ERROR: for qbittorrent  Cannot start service qbittorrent: Container c86109750892e8ba892a179ede48666d6fb36d79dff6589a0045cc6ce7132644 is restarting, wait until the container is running

ERROR: for qbittorrent  Cannot start service qbittorrent: Container c86109750892e8ba892a179ede48666d6fb36d79dff6589a0045cc6ce7132644 is restarting, wait until the container is running
ERROR: Encountered errors while bringing up the project.

My docker-compose.yml looks like this:

services:
  vpn_bittorrent:
    extends:
      file: ../vpn/container-compose.yml
      service: openvpn-client
    container_name: vpn_bittorrent
    volumes:
      - /mnt/data/container_data/vpn:/data/vpn
    ports:
      - xxxxxx:xxxxxx
      - yyyyyy:yyyyyy/udp
      - 8081:8081/tcp
    environment:
      - SUBNETS=172.18.0.0/16
      - KILL_SWITCH=on
      - VPN_CONFIG_FILE=vpn_config
    labels:
      - "traefik.enable=true"
      - "traefik.http.routers.qbittorrent.tls=true"
      - "traefik.http.routers.qbittorrent.entrypoints=websecure"
      - "traefik.http.routers.qbittorrent.rule=Host(`qbittorrent.$MY_DOMAIN`)"

  qbittorrent:
    image: ghcr.io/linuxserver/qbittorrent
    container_name: qbittorrent
    network_mode: service:vpn_bittorrent
    environment:
      - PUID=1003
      - PGID=1004
      - WEBUI_PORT=8081
    volumes:
      - /mnt/data/container_data/qbittorrent:/config
      - /mnt/data/shared/incoming:/mnt/shared/incoming
    restart: unless-stopped

networks:
  default:
    external:
      name: $DEFAULT_NETWORK

The common part of the container is just:

services:
  openvpn-client:
    image: ghcr.io/wfg/openvpn-client
    #build:
    #  context: ./docker-openvpn-client
    #  dockerfile: Dockerfile
    cap_add:
      - NET_ADMIN
    devices:
      - /dev/net/tun
    restart: unless-stopped

ghcr.io/wfg/openvpn-client:2.1.1 works for me.

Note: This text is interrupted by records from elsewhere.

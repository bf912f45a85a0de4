pub mod check;
pub mod hierarchy;
pub mod rules;

pub use rules::TaskError;
#[cfg(test)]
mod tests {
    use super::*;

    fn date(s: &str) -> NaiveDate {
        NaiveDate::parse_from_str(&format!("2025-{}", s), "%Y-%m-%d").unwrap()
    }

    fn add(store: &mut TaskStore, name: &str, start: &str, end: &str) -> String {
        store
            .add_task(NewTask::dated(name, date(start), date(end)))
            .unwrap()
    }

    fn add_child(store: &mut TaskStore, parent: &str, name: &str, start: &str, end: &str) -> String {
        let mut data = NewTask::dated(name, date(start), date(end));
        data.parent = Some(parent.to_string());
        store.add_task(data).unwrap()
    }

    fn summary(store: &mut TaskStore, name: &str) -> String {
        store
            .add_task(NewTask {
                name: name.into(),
                kind: TaskType::Summary,
                ..Default::default()
            })
            .unwrap()
    }

    #[test]
    fn test_add_task_assigns_id_order_and_color() {
        let mut store = TaskStore::new();
        let a = add(&mut store, "A", "01-01", "01-05");
        let b = add(&mut store, "B", "01-06", "01-10");
        assert_ne!(a, b);
        assert_eq!(store.task(&a).unwrap().order, 0);
        assert_eq!(store.task(&b).unwrap().order, 1);
        assert_eq!(store.task(&a).unwrap().duration, 5);
        assert_eq!(store.task(&a).unwrap().color, store.config().colors.task);
        assert_eq!(store.history().undo_stack().len(), 2);
        assert!(store.dirty_tracker().is_dirty());
    }

    #[test]
    fn test_add_task_under_milestone_rejected() {
        let mut store = TaskStore::new();
        let m = store
            .add_task(NewTask {
                name: "Ship".into(),
                kind: TaskType::Milestone,
                start_date: Some(date("02-01")),
                ..Default::default()
            })
            .unwrap();
        store.dirty_tracker_mut().clear();
        let mut data = NewTask::named("child");
        data.parent = Some(m.clone());
        assert_eq!(
            store.add_task(data),
            Err(TaskError::MilestoneCannotParent(m))
        );
        assert_eq!(store.len(), 1);
        assert_eq!(store.history().undo_stack().len(), 1);
        assert!(!store.dirty_tracker().is_dirty());
    }

    #[test]
    fn test_add_child_cascades_into_summary() {
        let mut store = TaskStore::new();
        let s = summary(&mut store, "Phase");
        add_child(&mut store, &s, "One", "01-01", "01-03");
        add_child(&mut store, &s, "Two", "01-10", "01-12");
        let phase = store.task(&s).unwrap();
        assert_eq!(phase.start_date, Some(date("01-01")));
        assert_eq!(phase.end_date, Some(date("01-12")));
        assert_eq!(phase.open, Some(true));
    }

    #[test]
    fn test_add_at_max_depth_rejected() {
        let mut store = TaskStore::new();
        let a = summary(&mut store, "L0");
        let b = add_child(&mut store, &a, "L1", "01-01", "01-02");
        let c = add_child(&mut store, &b, "L2", "01-01", "01-02");
        let mut data = NewTask::named("L3");
        data.parent = Some(c);
        assert_eq!(store.add_task(data), Err(TaskError::MaxDepthExceeded));
    }

    #[test]
    fn test_update_with_no_change_is_not_recorded() {
        let mut store = TaskStore::new();
        let a = add(&mut store, "A", "01-01", "01-05");
        let recorded = store.history().undo_stack().len();
        store
            .update_task(
                &a,
                TaskUpdate {
                    name: Some("A".into()),
                    ..Default::default()
                },
            )
            .unwrap();
        assert_eq!(store.history().undo_stack().len(), recorded);
    }

    #[test]
    fn test_update_unknown_task_is_rejected() {
        let mut store = TaskStore::new();
        assert_eq!(
            store.update_task("nope", TaskUpdate::default()),
            Err(TaskError::NotFound("nope".into()))
        );
        assert!(!store.can_undo());
    }

    #[test]
    fn test_inverted_dates_rejected() {
        let mut store = TaskStore::new();
        let a = add(&mut store, "A", "01-05", "01-09");
        let err = store
            .update_task(
                &a,
                TaskUpdate {
                    end_date: Some(date("01-01")),
                    ..Default::default()
                },
            )
            .unwrap_err();
        assert!(matches!(err, TaskError::InvalidDateRange { .. }));
        assert_eq!(store.task(&a).unwrap().end_date, Some(date("01-09")));
    }

    #[test]
    fn test_duration_edit_moves_end() {
        let mut store = TaskStore::new();
        let a = add(&mut store, "A", "01-01", "01-05");
        store
            .update_task(
                &a,
                TaskUpdate {
                    duration: Some(10),
                    ..Default::default()
                },
            )
            .unwrap();
        assert_eq!(store.task(&a).unwrap().end_date, Some(date("01-10")));
    }

    #[test]
    fn test_milestone_with_children_conversion_rejected() {
        let mut store = TaskStore::new();
        let s = summary(&mut store, "S");
        add_child(&mut store, &s, "c", "01-01", "01-02");
        let before = store.tasks().clone();
        let err = store
            .update_task(
                &s,
                TaskUpdate {
                    kind: Some(TaskType::Milestone),
                    ..Default::default()
                },
            )
            .unwrap_err();
        assert_eq!(err, TaskError::MilestoneHasChildren(s));
        assert_eq!(store.tasks(), &before);
    }

    #[test]
    fn test_switching_to_summary_rederives_dates() {
        let mut store = TaskStore::new();
        let p = add(&mut store, "P", "03-01", "03-02");
        add_child(&mut store, &p, "c", "01-01", "01-09");
        store
            .update_task(
                &p,
                TaskUpdate {
                    kind: Some(TaskType::Summary),
                    ..Default::default()
                },
            )
            .unwrap();
        let task = store.task(&p).unwrap();
        assert_eq!(task.start_date, Some(date("01-01")));
        assert_eq!(task.end_date, Some(date("01-09")));
        assert_eq!(task.open, Some(true));

        store.undo();
        let task = store.task(&p).unwrap();
        assert_eq!(task.kind, TaskType::Task);
        assert_eq!(task.start_date, Some(date("03-01")));
    }

    #[test]
    fn test_multi_drag_cascades_once() {
        let mut store = TaskStore::new();
        let s = summary(&mut store, "S");
        let a = add_child(&mut store, &s, "a", "01-01", "01-03");
        let b = add_child(&mut store, &s, "b", "01-04", "01-06");
        let recorded = store.history().undo_stack().len();

        store
            .update_multiple_tasks(&[
                DateChange::new(&a, date("01-02"), date("01-04")),
                DateChange::new(&b, date("01-05"), date("01-08")),
            ])
            .unwrap();
        assert_eq!(store.history().undo_stack().len(), recorded + 1);
        let cmd = store.history().peek_last_undo().unwrap();
        assert_eq!(cmd.params.cascade().len(), 1);
        assert_eq!(store.task(&s).unwrap().start_date, Some(date("01-02")));
        assert_eq!(store.task(&s).unwrap().end_date, Some(date("01-08")));

        store.undo();
        assert_eq!(store.task(&s).unwrap().start_date, Some(date("01-01")));
        assert_eq!(store.task(&b).unwrap().end_date, Some(date("01-06")));
    }

    #[test]
    fn test_multi_drag_rejects_whole_batch() {
        let mut store = TaskStore::new();
        let a = add(&mut store, "a", "01-01", "01-03");
        let b = add(&mut store, "b", "01-04", "01-06");
        let before = store.tasks().clone();
        let result = store.update_multiple_tasks(&[
            DateChange::new(&a, date("01-02"), date("01-04")),
            DateChange::new(&b, date("01-09"), date("01-05")),
        ]);
        assert!(result.is_err());
        assert_eq!(store.tasks(), &before);
    }

    #[test]
    fn test_non_cascading_delete_promotes_children() {
        let mut store = TaskStore::new();
        let s = summary(&mut store, "S");
        let c1 = add_child(&mut store, &s, "c1", "01-01", "01-02");
        let c2 = add_child(&mut store, &s, "c2", "01-03", "01-04");
        let r = add(&mut store, "R", "01-05", "01-06");

        assert_eq!(store.delete_task(&s, false), Ok(1));
        assert_eq!(store.task(&c1).unwrap().parent, None);
        let order: Vec<String> = store
            .flattened_tasks()
            .iter()
            .map(|row| row.task.id.clone())
            .collect();
        assert_eq!(order, vec![c1.clone(), c2.clone(), r]);

        store.undo();
        assert_eq!(store.task(&c2).unwrap().parent.as_deref(), Some(s.as_str()));
    }

    #[test]
    fn test_delete_prunes_selection() {
        let mut store = TaskStore::new();
        let a = add(&mut store, "A", "01-01", "01-02");
        let b = add(&mut store, "B", "01-01", "01-02");
        store.set_selected_task_ids([a.clone(), b.clone()]);
        store.set_active_cell(&a, Column::Name).unwrap();
        store.delete_task(&a, true).unwrap();
        assert_eq!(store.selected_task_ids().len(), 1);
        assert!(store.is_selected(&b));
        assert!(store.active_cell().is_none());
    }

    #[test]
    fn test_delete_selected_includes_descendants() {
        let mut store = TaskStore::new();
        let s = summary(&mut store, "S");
        add_child(&mut store, &s, "c", "01-01", "01-02");
        add(&mut store, "keep", "01-01", "01-02");
        store.set_selected_task_ids([s]);
        assert_eq!(store.delete_selected_tasks(), Ok(2));
        assert_eq!(store.len(), 1);

        store.clear_selection();
        assert_eq!(store.delete_selected_tasks(), Err(TaskError::EmptySelection));
    }

    #[test]
    fn test_reorder_moves_within_siblings() {
        let mut store = TaskStore::new();
        let a = add(&mut store, "A", "01-01", "01-02");
        let b = add(&mut store, "B", "01-01", "01-02");
        let c = add(&mut store, "C", "01-01", "01-02");

        // A was above C, so it lands after C
        store.reorder_tasks(&a, &c).unwrap();
        let ids: Vec<String> = store.flattened_tasks().iter().map(|r| r.task.id.clone()).collect();
        assert_eq!(ids, vec![b.clone(), c.clone(), a.clone()]);

        // A is now below B, so it lands before B
        store.reorder_tasks(&a, &b).unwrap();
        let ids: Vec<String> = store.flattened_tasks().iter().map(|r| r.task.id.clone()).collect();
        assert_eq!(ids, vec![a, b, c]);
    }

    #[test]
    fn test_reorder_into_own_subtree_rejected() {
        let mut store = TaskStore::new();
        let s = summary(&mut store, "S");
        let c = add_child(&mut store, &s, "c", "01-01", "01-02");
        let g = add_child(&mut store, &c, "g", "01-01", "01-02");
        let recorded = store.history().undo_stack().len();
        assert!(matches!(
            store.reorder_tasks(&s, &g),
            Err(TaskError::CircularHierarchy { .. })
        ));
        assert_eq!(store.history().undo_stack().len(), recorded);
    }

    #[test]
    fn test_reorder_across_parents_cascades_both() {
        let mut store = TaskStore::new();
        let s1 = summary(&mut store, "S1");
        let a = add_child(&mut store, &s1, "a", "01-01", "01-02");
        add_child(&mut store, &s1, "b", "01-05", "01-06");
        let s2 = summary(&mut store, "S2");
        let c = add_child(&mut store, &s2, "c", "02-01", "02-02");

        store.reorder_tasks(&a, &c).unwrap();
        assert_eq!(store.task(&a).unwrap().parent.as_deref(), Some(s2.as_str()));
        assert_eq!(store.task(&s1).unwrap().start_date, Some(date("01-05")));
        assert_eq!(store.task(&s2).unwrap().start_date, Some(date("01-01")));
    }

    #[test]
    fn test_collapse_hides_descendants() {
        let mut store = TaskStore::new();
        let s = summary(&mut store, "S");
        add_child(&mut store, &s, "c", "01-01", "01-02");
        assert_eq!(store.visible_tasks().len(), 2);
        assert_eq!(store.toggle_collapse(&s), Ok(false));
        assert_eq!(store.visible_tasks().len(), 1);
        assert!(store.collapsed_ids().contains(&s));
        assert_eq!(store.flattened_tasks().len(), 2);
    }

    #[test]
    fn test_range_select_over_visible_rows() {
        let mut store = TaskStore::new();
        let a = add(&mut store, "A", "01-01", "01-02");
        let b = add(&mut store, "B", "01-01", "01-02");
        let c = add(&mut store, "C", "01-01", "01-02");
        store.select_range(&c, &a);
        assert_eq!(store.selected_task_ids().len(), 3);

        store.set_selected_task_ids([b.clone()]);
        store.select_range_to(&c);
        let picked: Vec<&String> = store.selected_task_ids().iter().collect();
        assert_eq!(picked, vec![&b, &c]);

        store.toggle_selection(&b);
        assert!(!store.is_selected(&b));
    }

    #[test]
    fn test_effective_selection_falls_back_to_active_cell() {
        let mut store = TaskStore::new();
        let a = add(&mut store, "A", "01-01", "01-02");
        assert!(store.effective_selection().is_empty());
        store.set_active_cell(&a, Column::StartDate).unwrap();
        assert_eq!(store.effective_selection(), vec![a]);
    }

    #[test]
    fn test_set_tasks_clears_history_and_selection() {
        let mut store = TaskStore::new();
        let a = add(&mut store, "A", "01-01", "01-02");
        store.set_selected_task_ids([a]);
        store.set_tasks(vec![
            Task::new("x", "X"),
            Task::new("y", "Y").with_parent("ghost"),
            Task::new("x", "X again"),
        ]);
        assert_eq!(store.len(), 2);
        assert_eq!(store.task("x").unwrap().name, "X again");
        assert!(!store.can_undo());
        assert!(store.selected_task_ids().is_empty());
    }

    #[test]
    fn test_add_after_loaded_extreme_order() {
        let mut store = TaskStore::new();
        store.set_tasks(vec![Task::new("x", "X").with_order(i64::MAX)]);
        let b = add(&mut store, "B", "01-01", "01-02");
        assert_eq!(store.task("x").unwrap().order, 0);
        assert_eq!(store.task(&b).unwrap().order, 1);
    }

    #[test]
    fn test_huge_duration_saturates_instead_of_panicking() {
        let mut store = TaskStore::new();
        let a = add(&mut store, "A", "01-01", "01-05");
        store
            .update_task(
                &a,
                TaskUpdate {
                    duration: Some(i64::MAX),
                    ..Default::default()
                },
            )
            .unwrap();
        let task = store.task(&a).unwrap();
        assert_eq!(task.start_date, Some(date("01-01")));
        assert_eq!(task.end_date, Some(NaiveDate::MAX));
        assert!(task.duration > 1);
    }

    #[test]
    fn test_undo_redo_descriptions() {
        let mut store = TaskStore::new();
        add(&mut store, "A", "01-01", "01-02");
        assert_eq!(store.undo_description(), Some("Add task \"A\""));
        assert_eq!(store.undo().as_deref(), Some("Add task \"A\""));
        assert!(store.is_empty());
        assert_eq!(store.redo_description(), Some("Add task \"A\""));
        store.redo();
        assert_eq!(store.len(), 1);
        assert!(store.redo().is_none());
    }
}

adr3nal1n commented 2 years ago

I am using docker version 20.10.17 and the host OS is Debian v11 Bullseye.

I had the same issue with v3 and the container just kept restarting and I found lots of copies of .conf files (owned by root) in the config folder on my host that were time stamped from the various attempts. Normally on v2.1.1 it would copy my openvpn.conf file and create a file called openvpn.conf.modified

I then did a docker stop openvpn-client, followed by a docker rm openvpn-client and finally I deleted the image using docker rmi ghcr.io/wfg/openvpn-client:latest

I then modified my compose file to point to config 2.1.1 and then rebuilt the container and v2.1.1 worked as before.

I then stopped the v2.1.1 container, deleted it and the image, modified the compose file to point to v3 and then rebuilt the container again. This time the v3 container came up first time and it copied my openvpn.conf file to a file called openvpn.3uqHskTH.conf (owned by root)

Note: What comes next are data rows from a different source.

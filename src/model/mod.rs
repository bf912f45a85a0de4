pub mod command;
pub mod config;
pub mod dependency;
pub mod task;

pub use command::*;
pub use config::*;
pub use dependency::*;
pub use task::*;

Output from lsmod inside the v3 container is: lsmod_output_from_v3_container.txt

Logfile for the v3_container is: v3_container_log.txt

Hope the above information helps in some way. I'll keep running the v3 container for now and let you know if I notice anything odd.

lkracon commented 2 years ago

Similar problem here. After docker start I'm getting following errors:

proxy_3_1  | config/nftables.conf:21:57-69: Error: Hostname resolves to multiple addresses
proxy_3_1  | add rule inet killswitch outgoing oifname eth0 ip daddr nl.prcdn.net. udp dport 553 accept
proxy_3_1  |                                                         ^^^^^^^^^^^^^
proxy_3_1  | config/nftables.conf:23:57-73: Error: Hostname resolves to multiple addresses
proxy_3_1  | add rule inet killswitch outgoing oifname eth0 ip daddr ams-nl.prcdn.net. udp dport 553 accept
proxy_3_1  |                                                         ^^^^^^^^^^^^^^^^^

Going back to v 2.1.1 solves the problem.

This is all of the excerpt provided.